#### SUPPLIED RECORDS:
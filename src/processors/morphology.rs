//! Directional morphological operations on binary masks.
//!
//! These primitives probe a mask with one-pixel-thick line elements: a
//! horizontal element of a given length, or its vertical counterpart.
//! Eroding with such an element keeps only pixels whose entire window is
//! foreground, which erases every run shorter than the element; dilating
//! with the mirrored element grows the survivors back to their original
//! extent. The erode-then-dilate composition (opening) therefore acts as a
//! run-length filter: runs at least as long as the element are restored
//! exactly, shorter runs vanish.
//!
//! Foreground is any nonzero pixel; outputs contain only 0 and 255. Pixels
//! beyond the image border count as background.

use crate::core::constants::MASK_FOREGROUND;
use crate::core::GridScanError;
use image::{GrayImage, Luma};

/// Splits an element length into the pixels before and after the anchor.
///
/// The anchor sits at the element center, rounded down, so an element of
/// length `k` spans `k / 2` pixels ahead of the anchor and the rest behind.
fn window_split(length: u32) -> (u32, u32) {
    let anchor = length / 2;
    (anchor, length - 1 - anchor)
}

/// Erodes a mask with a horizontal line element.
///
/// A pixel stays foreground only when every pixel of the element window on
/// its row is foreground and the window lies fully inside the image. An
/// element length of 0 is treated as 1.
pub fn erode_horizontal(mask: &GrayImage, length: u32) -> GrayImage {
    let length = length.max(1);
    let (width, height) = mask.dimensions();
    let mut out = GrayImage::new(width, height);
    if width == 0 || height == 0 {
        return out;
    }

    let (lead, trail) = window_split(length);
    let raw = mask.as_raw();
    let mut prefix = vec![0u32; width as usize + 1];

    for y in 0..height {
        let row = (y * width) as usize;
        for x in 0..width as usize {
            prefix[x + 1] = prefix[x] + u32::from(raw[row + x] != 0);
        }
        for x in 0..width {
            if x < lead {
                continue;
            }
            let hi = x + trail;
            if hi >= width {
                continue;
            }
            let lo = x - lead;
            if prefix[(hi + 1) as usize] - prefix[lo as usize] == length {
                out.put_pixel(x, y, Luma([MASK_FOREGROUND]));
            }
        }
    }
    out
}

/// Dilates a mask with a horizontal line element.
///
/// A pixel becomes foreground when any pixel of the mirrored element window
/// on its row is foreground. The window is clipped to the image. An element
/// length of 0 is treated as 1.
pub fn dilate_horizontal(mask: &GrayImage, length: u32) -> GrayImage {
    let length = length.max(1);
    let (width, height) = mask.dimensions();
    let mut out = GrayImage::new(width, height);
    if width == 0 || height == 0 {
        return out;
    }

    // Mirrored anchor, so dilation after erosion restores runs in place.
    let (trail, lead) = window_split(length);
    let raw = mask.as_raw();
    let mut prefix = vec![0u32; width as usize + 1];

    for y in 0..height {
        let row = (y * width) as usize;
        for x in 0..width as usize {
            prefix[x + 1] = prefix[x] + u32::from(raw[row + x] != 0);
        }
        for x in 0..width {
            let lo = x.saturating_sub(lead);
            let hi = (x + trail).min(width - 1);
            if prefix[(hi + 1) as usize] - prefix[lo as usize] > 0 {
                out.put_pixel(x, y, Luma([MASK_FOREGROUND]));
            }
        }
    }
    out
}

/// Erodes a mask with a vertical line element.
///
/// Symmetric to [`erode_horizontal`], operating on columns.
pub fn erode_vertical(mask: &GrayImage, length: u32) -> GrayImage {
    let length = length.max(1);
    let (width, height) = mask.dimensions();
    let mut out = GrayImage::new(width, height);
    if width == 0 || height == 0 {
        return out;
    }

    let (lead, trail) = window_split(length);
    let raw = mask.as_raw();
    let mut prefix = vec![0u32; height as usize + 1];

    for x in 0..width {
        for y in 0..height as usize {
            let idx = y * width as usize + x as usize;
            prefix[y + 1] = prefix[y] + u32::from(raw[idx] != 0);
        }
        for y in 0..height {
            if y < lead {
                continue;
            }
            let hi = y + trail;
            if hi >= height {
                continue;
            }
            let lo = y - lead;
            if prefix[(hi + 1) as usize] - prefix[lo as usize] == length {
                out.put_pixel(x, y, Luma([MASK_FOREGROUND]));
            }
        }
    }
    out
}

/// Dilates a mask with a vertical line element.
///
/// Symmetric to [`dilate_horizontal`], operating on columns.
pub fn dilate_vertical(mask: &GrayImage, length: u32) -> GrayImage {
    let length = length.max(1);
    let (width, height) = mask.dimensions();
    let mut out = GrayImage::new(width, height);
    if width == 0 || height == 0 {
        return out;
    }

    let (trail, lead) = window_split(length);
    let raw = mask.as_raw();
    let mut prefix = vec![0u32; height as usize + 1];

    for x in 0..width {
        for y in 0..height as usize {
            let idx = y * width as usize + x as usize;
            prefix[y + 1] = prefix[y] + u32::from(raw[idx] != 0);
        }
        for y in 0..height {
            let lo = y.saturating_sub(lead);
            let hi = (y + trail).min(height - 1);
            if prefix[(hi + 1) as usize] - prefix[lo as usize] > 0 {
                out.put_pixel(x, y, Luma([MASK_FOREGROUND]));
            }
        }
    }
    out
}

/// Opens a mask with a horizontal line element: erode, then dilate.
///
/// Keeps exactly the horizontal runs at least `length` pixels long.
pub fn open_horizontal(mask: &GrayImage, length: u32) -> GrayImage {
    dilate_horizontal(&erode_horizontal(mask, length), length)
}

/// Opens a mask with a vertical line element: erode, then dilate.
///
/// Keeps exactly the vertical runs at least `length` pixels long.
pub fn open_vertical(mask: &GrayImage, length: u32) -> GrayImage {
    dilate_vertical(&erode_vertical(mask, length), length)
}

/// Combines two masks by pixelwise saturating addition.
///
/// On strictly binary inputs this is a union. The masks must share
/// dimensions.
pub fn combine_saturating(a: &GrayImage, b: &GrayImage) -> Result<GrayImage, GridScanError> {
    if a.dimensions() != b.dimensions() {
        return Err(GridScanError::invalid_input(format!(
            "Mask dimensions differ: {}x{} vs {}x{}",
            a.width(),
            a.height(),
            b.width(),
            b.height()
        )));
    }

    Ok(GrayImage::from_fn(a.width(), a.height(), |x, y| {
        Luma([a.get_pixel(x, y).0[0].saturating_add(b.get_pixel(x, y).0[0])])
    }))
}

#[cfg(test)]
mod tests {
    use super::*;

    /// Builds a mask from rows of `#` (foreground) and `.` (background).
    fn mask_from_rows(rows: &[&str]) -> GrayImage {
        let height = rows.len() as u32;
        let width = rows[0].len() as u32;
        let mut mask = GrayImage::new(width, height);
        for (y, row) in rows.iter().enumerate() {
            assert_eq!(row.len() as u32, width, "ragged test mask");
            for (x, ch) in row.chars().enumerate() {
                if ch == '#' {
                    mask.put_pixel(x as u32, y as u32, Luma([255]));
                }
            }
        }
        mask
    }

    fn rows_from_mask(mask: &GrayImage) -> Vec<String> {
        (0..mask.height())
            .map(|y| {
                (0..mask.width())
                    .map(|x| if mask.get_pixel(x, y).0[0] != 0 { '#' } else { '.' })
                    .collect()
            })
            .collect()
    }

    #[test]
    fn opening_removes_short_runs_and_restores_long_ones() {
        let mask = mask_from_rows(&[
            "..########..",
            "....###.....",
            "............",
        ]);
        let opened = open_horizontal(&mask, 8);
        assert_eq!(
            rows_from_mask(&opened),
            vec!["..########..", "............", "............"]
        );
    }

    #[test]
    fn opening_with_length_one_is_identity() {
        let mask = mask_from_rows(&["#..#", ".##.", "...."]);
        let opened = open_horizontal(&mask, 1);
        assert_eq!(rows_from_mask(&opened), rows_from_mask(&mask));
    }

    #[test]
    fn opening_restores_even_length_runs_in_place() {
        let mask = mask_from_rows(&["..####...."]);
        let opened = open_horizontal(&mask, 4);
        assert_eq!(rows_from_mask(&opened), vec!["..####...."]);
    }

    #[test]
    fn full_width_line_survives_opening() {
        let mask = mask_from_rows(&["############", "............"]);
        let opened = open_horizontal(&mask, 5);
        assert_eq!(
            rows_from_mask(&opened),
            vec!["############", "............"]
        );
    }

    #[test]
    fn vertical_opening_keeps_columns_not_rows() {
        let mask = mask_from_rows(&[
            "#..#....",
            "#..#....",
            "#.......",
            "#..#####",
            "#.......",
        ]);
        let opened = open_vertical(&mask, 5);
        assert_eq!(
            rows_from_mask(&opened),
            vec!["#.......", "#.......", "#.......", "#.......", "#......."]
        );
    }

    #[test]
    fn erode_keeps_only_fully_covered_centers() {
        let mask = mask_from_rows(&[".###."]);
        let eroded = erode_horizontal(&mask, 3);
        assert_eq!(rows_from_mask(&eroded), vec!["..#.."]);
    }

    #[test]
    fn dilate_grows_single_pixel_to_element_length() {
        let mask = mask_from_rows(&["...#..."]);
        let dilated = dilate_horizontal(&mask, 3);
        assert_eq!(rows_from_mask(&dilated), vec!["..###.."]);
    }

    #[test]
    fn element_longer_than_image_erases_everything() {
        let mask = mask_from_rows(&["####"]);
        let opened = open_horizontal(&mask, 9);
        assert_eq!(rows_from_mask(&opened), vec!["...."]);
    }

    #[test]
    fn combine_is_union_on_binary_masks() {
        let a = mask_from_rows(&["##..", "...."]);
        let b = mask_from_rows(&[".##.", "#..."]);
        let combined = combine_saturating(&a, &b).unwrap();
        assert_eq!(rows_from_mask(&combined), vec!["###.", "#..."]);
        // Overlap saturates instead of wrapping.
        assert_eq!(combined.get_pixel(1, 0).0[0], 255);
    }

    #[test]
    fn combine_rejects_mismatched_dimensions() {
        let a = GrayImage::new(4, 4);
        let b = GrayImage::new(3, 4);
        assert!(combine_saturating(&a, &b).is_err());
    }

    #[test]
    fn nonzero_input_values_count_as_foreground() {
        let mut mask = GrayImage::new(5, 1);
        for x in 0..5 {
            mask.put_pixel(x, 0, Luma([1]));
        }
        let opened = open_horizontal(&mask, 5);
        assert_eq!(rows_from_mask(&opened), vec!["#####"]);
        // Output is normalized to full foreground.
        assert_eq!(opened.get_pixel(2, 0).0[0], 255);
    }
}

#### TASK ITEM:
Return, exactly as they stand, the lines from the start of the records above through the line with "its vertical counterpart.", both ends included, and no other lines.

#### YOUR SOLUTION:
filename src/processors/morphology.rs
//! Directional morphological operations on binary masks.
//!
//! These primitives probe a mask with one-pixel-thick line elements: a
//! horizontal element of a given length, or its vertical counterpart.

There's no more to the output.